Description of the task
Would you count the lines of the listing that carry the word "TesseractRecognizer"? Give only the resulting number.

Input records

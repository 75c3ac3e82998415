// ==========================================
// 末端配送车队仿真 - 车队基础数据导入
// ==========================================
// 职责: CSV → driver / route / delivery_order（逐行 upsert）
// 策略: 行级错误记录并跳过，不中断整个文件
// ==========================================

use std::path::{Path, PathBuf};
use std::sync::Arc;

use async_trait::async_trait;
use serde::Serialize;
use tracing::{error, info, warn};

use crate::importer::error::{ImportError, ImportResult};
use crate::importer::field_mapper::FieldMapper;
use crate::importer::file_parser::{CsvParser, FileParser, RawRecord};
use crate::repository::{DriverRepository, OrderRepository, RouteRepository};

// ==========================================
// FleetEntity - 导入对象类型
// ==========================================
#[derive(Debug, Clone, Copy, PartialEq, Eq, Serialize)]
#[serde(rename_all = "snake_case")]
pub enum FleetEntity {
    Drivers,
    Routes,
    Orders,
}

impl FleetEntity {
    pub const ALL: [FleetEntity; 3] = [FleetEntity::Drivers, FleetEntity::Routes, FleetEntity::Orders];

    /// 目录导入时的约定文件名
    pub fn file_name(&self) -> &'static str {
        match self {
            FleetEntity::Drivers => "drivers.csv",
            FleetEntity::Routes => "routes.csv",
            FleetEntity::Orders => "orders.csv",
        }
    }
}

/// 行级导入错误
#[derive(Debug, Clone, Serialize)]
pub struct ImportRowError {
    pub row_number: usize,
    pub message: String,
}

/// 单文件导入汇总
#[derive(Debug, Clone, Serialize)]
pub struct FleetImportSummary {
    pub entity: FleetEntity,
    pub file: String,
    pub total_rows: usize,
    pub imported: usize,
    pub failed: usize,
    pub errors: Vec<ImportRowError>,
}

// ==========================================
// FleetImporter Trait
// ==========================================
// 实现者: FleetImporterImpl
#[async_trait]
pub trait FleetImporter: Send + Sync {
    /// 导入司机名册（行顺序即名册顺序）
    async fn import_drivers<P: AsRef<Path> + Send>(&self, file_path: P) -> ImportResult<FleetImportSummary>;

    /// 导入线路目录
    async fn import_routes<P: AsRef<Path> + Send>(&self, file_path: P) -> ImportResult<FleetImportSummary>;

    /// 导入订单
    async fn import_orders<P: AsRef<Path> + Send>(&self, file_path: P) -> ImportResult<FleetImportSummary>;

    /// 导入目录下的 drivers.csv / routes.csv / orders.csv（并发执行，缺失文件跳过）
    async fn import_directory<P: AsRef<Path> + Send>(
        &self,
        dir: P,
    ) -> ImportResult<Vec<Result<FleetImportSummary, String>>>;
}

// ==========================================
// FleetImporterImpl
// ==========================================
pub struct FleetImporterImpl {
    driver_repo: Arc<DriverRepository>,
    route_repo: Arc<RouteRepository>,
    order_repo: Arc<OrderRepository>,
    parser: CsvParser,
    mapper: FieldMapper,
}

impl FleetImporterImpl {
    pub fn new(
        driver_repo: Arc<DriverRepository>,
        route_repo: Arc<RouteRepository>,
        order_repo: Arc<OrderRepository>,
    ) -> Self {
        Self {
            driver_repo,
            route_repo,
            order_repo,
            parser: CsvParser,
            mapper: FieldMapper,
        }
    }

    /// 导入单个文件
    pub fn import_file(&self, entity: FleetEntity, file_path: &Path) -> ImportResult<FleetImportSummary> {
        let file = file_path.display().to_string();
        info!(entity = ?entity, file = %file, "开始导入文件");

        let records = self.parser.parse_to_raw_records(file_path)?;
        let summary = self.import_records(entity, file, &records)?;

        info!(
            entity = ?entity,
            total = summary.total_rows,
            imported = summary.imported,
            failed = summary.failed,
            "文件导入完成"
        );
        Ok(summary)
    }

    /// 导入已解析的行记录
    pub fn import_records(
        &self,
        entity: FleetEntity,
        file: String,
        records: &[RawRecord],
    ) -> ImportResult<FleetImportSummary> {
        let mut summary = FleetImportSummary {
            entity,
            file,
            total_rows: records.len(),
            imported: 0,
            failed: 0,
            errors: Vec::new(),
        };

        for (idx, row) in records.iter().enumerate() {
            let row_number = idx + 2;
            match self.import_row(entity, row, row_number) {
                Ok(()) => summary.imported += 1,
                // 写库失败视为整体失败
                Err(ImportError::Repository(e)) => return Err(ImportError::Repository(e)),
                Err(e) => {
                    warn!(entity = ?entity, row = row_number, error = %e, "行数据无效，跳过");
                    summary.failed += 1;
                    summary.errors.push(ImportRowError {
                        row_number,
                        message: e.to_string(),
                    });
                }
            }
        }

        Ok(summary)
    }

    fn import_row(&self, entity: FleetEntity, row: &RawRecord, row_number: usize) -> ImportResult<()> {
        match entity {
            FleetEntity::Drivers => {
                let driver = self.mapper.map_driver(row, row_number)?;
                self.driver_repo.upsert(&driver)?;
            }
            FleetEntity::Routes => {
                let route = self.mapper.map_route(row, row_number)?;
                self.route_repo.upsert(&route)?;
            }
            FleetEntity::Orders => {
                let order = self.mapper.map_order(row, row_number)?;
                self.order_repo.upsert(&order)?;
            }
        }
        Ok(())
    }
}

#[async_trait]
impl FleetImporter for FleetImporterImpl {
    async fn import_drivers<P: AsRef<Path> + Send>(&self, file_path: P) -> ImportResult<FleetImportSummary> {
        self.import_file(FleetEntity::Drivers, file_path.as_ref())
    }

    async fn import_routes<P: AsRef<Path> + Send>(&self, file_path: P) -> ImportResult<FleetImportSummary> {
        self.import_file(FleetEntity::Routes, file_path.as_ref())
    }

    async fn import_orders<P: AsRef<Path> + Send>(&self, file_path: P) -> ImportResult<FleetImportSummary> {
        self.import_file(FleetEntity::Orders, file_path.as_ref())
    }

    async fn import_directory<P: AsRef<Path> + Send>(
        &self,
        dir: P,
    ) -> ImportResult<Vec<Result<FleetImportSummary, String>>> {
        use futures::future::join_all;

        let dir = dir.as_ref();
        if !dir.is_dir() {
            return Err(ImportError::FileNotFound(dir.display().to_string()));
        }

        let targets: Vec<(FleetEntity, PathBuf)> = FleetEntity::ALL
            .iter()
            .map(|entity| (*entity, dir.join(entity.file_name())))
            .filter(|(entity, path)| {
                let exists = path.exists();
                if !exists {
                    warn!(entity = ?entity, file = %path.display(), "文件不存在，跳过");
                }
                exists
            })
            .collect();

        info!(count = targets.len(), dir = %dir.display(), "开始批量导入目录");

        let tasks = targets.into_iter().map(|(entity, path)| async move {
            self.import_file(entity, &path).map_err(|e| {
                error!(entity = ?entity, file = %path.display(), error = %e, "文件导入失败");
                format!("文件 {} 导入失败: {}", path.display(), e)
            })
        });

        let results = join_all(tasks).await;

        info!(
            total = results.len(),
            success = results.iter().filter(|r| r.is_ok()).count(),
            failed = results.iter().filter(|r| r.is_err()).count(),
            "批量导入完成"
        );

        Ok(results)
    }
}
...
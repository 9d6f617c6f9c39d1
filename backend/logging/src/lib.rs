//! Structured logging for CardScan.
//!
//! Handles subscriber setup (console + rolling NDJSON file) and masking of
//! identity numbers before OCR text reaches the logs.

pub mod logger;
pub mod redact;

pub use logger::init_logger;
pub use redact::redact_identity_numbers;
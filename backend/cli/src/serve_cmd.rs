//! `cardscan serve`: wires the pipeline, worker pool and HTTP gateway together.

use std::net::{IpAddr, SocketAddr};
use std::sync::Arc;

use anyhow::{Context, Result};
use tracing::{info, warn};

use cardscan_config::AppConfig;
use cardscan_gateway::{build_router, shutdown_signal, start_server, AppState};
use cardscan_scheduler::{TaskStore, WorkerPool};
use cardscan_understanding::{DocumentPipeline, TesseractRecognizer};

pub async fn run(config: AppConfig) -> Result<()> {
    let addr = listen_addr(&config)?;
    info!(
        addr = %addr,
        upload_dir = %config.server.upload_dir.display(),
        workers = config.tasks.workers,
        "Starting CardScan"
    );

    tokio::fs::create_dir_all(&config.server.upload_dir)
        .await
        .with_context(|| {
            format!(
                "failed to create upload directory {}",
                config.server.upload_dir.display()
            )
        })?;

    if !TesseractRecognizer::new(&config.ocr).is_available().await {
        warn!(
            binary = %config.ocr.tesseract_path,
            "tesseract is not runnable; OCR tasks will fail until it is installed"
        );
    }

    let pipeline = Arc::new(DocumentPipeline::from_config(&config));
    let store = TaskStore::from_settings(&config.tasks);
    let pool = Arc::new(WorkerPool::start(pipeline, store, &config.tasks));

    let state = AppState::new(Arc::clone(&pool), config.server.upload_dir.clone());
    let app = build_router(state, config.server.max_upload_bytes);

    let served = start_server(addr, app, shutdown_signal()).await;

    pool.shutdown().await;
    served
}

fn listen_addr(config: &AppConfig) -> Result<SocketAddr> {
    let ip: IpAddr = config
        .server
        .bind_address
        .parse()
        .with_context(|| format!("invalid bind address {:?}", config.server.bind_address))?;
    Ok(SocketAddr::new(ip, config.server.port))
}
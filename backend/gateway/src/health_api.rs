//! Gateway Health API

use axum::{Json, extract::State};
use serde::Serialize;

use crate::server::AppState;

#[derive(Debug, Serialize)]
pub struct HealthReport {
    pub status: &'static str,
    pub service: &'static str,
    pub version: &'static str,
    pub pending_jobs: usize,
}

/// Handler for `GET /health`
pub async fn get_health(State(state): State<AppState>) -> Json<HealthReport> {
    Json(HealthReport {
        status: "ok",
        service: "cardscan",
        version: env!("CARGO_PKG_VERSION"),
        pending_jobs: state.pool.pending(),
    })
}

Task output
2